RECORDS SHOWN:
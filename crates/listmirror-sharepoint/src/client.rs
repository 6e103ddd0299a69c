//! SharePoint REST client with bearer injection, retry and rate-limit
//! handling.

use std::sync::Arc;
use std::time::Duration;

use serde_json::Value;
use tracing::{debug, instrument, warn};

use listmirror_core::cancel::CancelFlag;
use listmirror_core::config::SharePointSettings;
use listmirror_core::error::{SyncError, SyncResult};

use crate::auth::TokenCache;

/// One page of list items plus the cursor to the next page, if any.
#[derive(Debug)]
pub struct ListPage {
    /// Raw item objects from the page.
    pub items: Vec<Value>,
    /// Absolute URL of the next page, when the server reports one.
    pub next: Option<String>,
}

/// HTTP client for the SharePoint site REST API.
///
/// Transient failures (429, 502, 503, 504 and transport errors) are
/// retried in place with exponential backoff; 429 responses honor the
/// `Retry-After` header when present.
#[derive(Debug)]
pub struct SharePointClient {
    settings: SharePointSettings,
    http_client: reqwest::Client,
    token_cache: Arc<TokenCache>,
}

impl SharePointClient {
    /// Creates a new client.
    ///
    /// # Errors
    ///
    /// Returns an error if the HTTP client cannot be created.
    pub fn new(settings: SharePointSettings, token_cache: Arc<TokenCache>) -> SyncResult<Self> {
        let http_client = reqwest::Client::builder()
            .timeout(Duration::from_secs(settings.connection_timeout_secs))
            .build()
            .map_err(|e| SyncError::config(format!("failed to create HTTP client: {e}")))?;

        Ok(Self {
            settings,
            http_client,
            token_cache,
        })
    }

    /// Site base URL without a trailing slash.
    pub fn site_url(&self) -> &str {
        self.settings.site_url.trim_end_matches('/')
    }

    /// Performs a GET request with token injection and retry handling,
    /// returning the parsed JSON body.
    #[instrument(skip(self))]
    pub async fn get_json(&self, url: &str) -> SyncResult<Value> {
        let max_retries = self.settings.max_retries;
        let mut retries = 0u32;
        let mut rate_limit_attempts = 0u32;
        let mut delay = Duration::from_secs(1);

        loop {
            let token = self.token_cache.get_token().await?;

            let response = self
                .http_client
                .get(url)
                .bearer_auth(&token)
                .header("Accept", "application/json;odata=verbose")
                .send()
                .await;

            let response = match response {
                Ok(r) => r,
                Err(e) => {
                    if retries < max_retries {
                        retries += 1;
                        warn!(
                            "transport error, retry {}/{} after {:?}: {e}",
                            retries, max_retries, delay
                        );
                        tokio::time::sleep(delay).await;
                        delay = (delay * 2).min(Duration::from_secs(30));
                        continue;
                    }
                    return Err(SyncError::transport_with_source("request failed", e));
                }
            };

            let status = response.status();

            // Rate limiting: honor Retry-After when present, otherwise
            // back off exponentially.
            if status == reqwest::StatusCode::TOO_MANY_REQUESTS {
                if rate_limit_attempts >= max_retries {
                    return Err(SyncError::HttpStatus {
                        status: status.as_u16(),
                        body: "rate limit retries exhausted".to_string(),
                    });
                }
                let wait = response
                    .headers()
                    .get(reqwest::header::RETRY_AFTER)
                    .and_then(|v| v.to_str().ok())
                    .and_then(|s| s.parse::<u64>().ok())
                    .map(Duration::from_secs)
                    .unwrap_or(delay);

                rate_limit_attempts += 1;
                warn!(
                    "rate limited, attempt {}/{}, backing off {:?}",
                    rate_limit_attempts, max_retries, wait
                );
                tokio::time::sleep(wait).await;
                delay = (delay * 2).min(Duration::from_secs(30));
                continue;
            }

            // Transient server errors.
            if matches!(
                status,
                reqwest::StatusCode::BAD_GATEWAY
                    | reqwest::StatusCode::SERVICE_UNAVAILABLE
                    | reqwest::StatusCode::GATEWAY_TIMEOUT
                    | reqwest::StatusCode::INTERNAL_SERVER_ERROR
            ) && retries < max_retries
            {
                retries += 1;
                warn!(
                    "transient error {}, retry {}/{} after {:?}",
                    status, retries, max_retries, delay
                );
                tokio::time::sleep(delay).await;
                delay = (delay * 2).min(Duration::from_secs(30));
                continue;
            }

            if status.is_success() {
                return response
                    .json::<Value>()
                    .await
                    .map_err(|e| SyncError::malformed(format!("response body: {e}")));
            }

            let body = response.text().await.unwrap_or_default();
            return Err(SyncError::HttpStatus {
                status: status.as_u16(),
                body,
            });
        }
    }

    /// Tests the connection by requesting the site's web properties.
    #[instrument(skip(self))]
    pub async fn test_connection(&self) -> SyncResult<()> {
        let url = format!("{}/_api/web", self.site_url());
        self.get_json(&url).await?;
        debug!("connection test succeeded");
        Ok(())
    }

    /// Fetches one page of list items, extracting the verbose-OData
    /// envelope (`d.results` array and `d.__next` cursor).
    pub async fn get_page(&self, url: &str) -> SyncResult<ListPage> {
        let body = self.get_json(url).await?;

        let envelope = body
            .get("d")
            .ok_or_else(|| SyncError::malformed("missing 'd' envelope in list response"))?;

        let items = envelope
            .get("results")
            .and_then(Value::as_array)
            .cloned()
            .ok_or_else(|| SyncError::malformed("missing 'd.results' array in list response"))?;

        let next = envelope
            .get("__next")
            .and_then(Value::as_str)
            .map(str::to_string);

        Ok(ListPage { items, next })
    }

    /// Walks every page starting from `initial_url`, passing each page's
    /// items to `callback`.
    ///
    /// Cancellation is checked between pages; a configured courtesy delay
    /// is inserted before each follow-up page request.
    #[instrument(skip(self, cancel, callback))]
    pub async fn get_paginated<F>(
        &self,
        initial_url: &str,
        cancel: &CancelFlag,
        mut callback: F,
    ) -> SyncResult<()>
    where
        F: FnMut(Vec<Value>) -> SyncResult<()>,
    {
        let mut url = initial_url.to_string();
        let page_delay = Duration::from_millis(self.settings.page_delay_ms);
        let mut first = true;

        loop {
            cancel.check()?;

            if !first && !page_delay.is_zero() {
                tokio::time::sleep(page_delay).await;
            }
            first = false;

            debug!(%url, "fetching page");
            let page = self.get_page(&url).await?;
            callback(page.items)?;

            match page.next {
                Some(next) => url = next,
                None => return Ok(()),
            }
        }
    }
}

TASK TO CARRY OUT: Your task is to collect every line above that contains the word "ListPage".

RESPONSE AREA:
pub struct ListPage {
    pub async fn get_page(&self, url: &str) -> SyncResult<ListPage> {
        Ok(ListPage { items, next })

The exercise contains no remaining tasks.